Input data:
//! The message bag: formatted validation failures, per attribute key.

use indexmap::IndexMap;
use serde::Serialize;
use serde_json::Value;

/// Default output template: the bare message text.
pub const DEFAULT_FORMAT: &str = ":message";

/// An ordered multimap from attribute key to formatted message strings.
///
/// Messages are insertion-ordered and de-duplicated per key by exact string
/// match. Counting is at the leaf-message level, not the key level.
#[derive(Clone, Debug, Serialize)]
pub struct MessageBag {
    #[serde(flatten)]
    messages: IndexMap<String, Vec<String>>,
    #[serde(skip)]
    format: String,
}

impl Default for MessageBag {
    fn default() -> Self {
        MessageBag::new()
    }
}

impl MessageBag {
    pub fn new() -> Self {
        MessageBag {
            messages: IndexMap::new(),
            format: DEFAULT_FORMAT.to_string(),
        }
    }

    /// Append a message under a key, unless that exact string is already
    /// recorded for it.
    pub fn add(&mut self, key: impl Into<String>, message: impl Into<String>) {
        let key = key.into();
        let message = message.into();
        let entry = self.messages.entry(key).or_default();
        if !entry.contains(&message) {
            entry.push(message);
        }
    }

    /// Merge another bag in, combining per-key lists and de-duplicating.
    pub fn merge(&mut self, other: &MessageBag) {
        for (key, messages) in &other.messages {
            for message in messages {
                self.add(key.clone(), message.clone());
            }
        }
    }

    /// Whether any messages exist for the key.
    pub fn has(&self, key: &str) -> bool {
        self.messages.get(key).is_some_and(|m| !m.is_empty())
    }

    /// Whether any messages exist at all.
    pub fn any(&self) -> bool {
        !self.is_empty()
    }

    pub fn is_empty(&self) -> bool {
        self.messages.values().all(|m| m.is_empty())
    }

    /// Leaf message count across all keys.
    pub fn count(&self) -> usize {
        self.messages.values().map(Vec::len).sum()
    }

    /// First message for the key (or the first message overall when `key`
    /// is `None`), run through the instance format.
    pub fn first(&self, key: Option<&str>) -> Option<String> {
        self.first_with_format(key, &self.format)
    }

    /// As [`first`](Self::first), with a per-call format override.
    pub fn first_with_format(&self, key: Option<&str>, format: &str) -> Option<String> {
        match key {
            Some(key) => self.get_with_format(key, format).into_iter().next(),
            None => {
                let (key, messages) = self.messages.iter().find(|(_, m)| !m.is_empty())?;
                messages.first().map(|m| transform(m, key, format))
            }
        }
    }

    /// All messages for a key, formatted with the instance format.
    pub fn get(&self, key: &str) -> Vec<String> {
        self.get_with_format(key, &self.format)
    }

    pub fn get_with_format(&self, key: &str, format: &str) -> Vec<String> {
        match self.messages.get(key) {
            Some(messages) => messages.iter().map(|m| transform(m, key, format)).collect(),
            None => Vec::new(),
        }
    }

    /// Every message in the bag, formatted with the instance format.
    pub fn all(&self) -> Vec<String> {
        self.all_with_format(&self.format)
    }

    pub fn all_with_format(&self, format: &str) -> Vec<String> {
        self.messages
            .iter()
            .flat_map(|(key, messages)| messages.iter().map(move |m| transform(m, key, format)))
            .collect()
    }

    pub fn keys(&self) -> impl Iterator<Item = &str> {
        self.messages.keys().map(String::as_str)
    }

    /// The raw key → messages map, unformatted.
    pub fn messages(&self) -> &IndexMap<String, Vec<String>> {
        &self.messages
    }

    /// Instance default output template, applied by `first`/`get`/`all`.
    pub fn format(&self) -> &str {
        &self.format
    }

    pub fn set_format(&mut self, format: impl Into<String>) {
        self.format = format.into();
    }

    /// Structured export for diagnostics.
    pub fn to_json(&self) -> Value {
        serde_json::to_value(self).unwrap_or(Value::Null)
    }
}

/// Substitute `:message` and `:key` into an output template.
fn transform(message: &str, key: &str, format: &str) -> String {
    format.replace(":message", message).replace(":key", key)
}
use gatecheck::Validator;
use proptest::prelude::*;
use serde_json::{Map, Value, json};

/// Strategy for flat string records over a small key alphabet.
fn arb_record() -> impl Strategy<Value = Map<String, Value>> {
    prop::collection::btree_map("[a-d]", ".{0,8}", 0..5).prop_map(|m| {
        m.into_iter().map(|(k, v)| (k, Value::String(v))).collect()
    })
}

/// A rule expression drawn from the built-in catalog.
fn arb_expression() -> impl Strategy<Value = String> {
    prop_oneof![
        Just("required".to_string()),
        Just("filled".to_string()),
        Just("alpha".to_string()),
        Just("email".to_string()),
        Just("numeric".to_string()),
        Just("required|min:2".to_string()),
        Just("sometimes|max:4".to_string()),
        Just("in:x,y".to_string()),
    ]
}

proptest! {
    #![proptest_config(ProptestConfig::with_cases(96))]

    // fails() is always the exact negation of passes().
    #[test]
    fn fails_negates_passes(
        data in arb_record(),
        rules in prop::collection::vec(("[a-d]", arb_expression()), 1..4),
    ) {
        let mut v = Validator::from_json(Value::Object(data), rules)
            .expect("object input");
        let passed = v.passes().expect("catalog rules never config-error");
        prop_assert_eq!(v.fails().unwrap(), !passed);
        // And a bag exists exactly when something failed.
        prop_assert_eq!(v.messages().unwrap().any(), !passed);
    }

    // Every message-bag key is a declared attribute.
    #[test]
    fn failures_only_name_declared_attributes(
        data in arb_record(),
        rules in prop::collection::vec(("[a-d]", arb_expression()), 1..4),
    ) {
        let declared: Vec<String> = rules.iter().map(|(k, _)| k.clone()).collect();
        let mut v = Validator::from_json(Value::Object(data), rules)
            .expect("object input");
        let _ = v.passes().unwrap();
        let messages = v.messages().unwrap();
        for key in messages.keys() {
            prop_assert!(declared.iter().any(|d| d == key), "stray key {key}");
        }
    }

    // Evaluation is deterministic: revalidation reproduces the verdict.
    #[test]
    fn revalidation_is_stable(
        data in arb_record(),
        rules in prop::collection::vec(("[a-d]", arb_expression()), 1..4),
    ) {
        let mut v = Validator::from_json(Value::Object(data), rules)
            .expect("object input");
        let first = v.passes().unwrap();
        let bag = v.messages().unwrap().to_json();
        v.revalidate();
        prop_assert_eq!(v.passes().unwrap(), first);
        prop_assert_eq!(v.messages().unwrap().to_json(), bag);
    }

    // An attribute that satisfies `required` never fails it, whatever else
    // is in the record.
    #[test]
    fn present_nonempty_values_satisfy_required(
        data in arb_record(),
        value in "[a-z0-9]{1,8}",
    ) {
        let mut data = data;
        data.insert("target".to_string(), json!(value));
        let mut v = Validator::from_json(
            Value::Object(data),
            [("target", "required")],
        )
        .expect("object input");
        prop_assert!(v.passes().unwrap());
    }
}
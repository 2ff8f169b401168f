use gatecheck::{normalize_rule_name, parse_rule_expression};
use proptest::prelude::*;

/// Strategy for plausible rule names, including mixed case and dashes.
fn arb_rule_name() -> impl Strategy<Value = String> {
    "[A-Za-z][A-Za-z0-9_-]{0,12}"
}

proptest! {
    #![proptest_config(ProptestConfig::with_cases(128))]

    // Arbitrary text never panics the expression parser.
    #[test]
    fn parser_tolerates_arbitrary_input(expr in ".{0,64}") {
        let _ = parse_rule_expression(&expr);
    }

    // Every parsed rule name is in normalized snake form already.
    #[test]
    fn parsed_names_are_normalized(expr in "[A-Za-z|:,_-]{0,32}") {
        for rule in parse_rule_expression(&expr) {
            prop_assert_eq!(normalize_rule_name(&rule.name), rule.name.clone());
            prop_assert!(!rule.name.is_empty());
        }
    }

    // Normalization is idempotent and always lowercase snake.
    #[test]
    fn normalization_is_idempotent(name in arb_rule_name()) {
        let once = normalize_rule_name(&name);
        prop_assert_eq!(normalize_rule_name(&once), once.clone());
        prop_assert!(!once.contains('-'));
        prop_assert_eq!(once.to_lowercase(), once);
    }

    // A single name:params segment keeps everything after the first colon
    // in the parameter blob.
    #[test]
    fn first_colon_splits_name_from_params(
        name in "[a-z][a-z_]{0,10}",
        blob in "[a-z0-9,:%]{1,20}",
    ) {
        let rules = parse_rule_expression(&format!("{name}:{blob}"));
        prop_assert_eq!(rules.len(), 1);
        prop_assert_eq!(&rules[0].name, &name);
        if name == "regex" {
            prop_assert_eq!(rules[0].params.clone(), vec![blob.clone()]);
        } else {
            prop_assert_eq!(rules[0].params.join(","), blob.clone());
        }
    }

    // Pipe-joined parameterless names come back in order.
    #[test]
    fn segments_survive_in_order(names in prop::collection::vec("[a-z][a-z_]{0,8}", 1..6)) {
        let rules = parse_rule_expression(&names.join("|"));
        let parsed: Vec<String> = rules.into_iter().map(|r| r.name).collect();
        prop_assert_eq!(parsed, names);
    }
}
pub(crate) fn after(
    v: &Validator,
    attribute: &str,
    value: Option<Resolved<'_>>,
    params: &[String],
) -> Result<bool, ConfigError> {
    require_params("after", 1, params)?;
    let Some(own) = value
        .and_then(string_value)
        .and_then(|s| parse_attribute_date(v, attribute, s))
    else {
        return Ok(false);
    };
    Ok(date_operand(v, attribute, &params[0]).is_some_and(|operand| own > operand))
}

pub(crate) fn timezone(
    _v: &Validator,
    _attribute: &str,
    value: Option<Resolved<'_>>,
    _params: &[String],
) -> Result<bool, ConfigError> {
    Ok(value
        .and_then(string_value)
        .is_some_and(|s| s.parse::<chrono_tz::Tz>().is_ok()))
}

Work required:
Search each line of the data above for "Option", and copy the lines where it occurs.

Answer space:
    pub fn first(&self, key: Option<&str>) -> Option<String> {
    pub fn first_with_format(&self, key: Option<&str>, format: &str) -> Option<String> {
    value: Option<Resolved<'_>>,
    value: Option<Resolved<'_>>,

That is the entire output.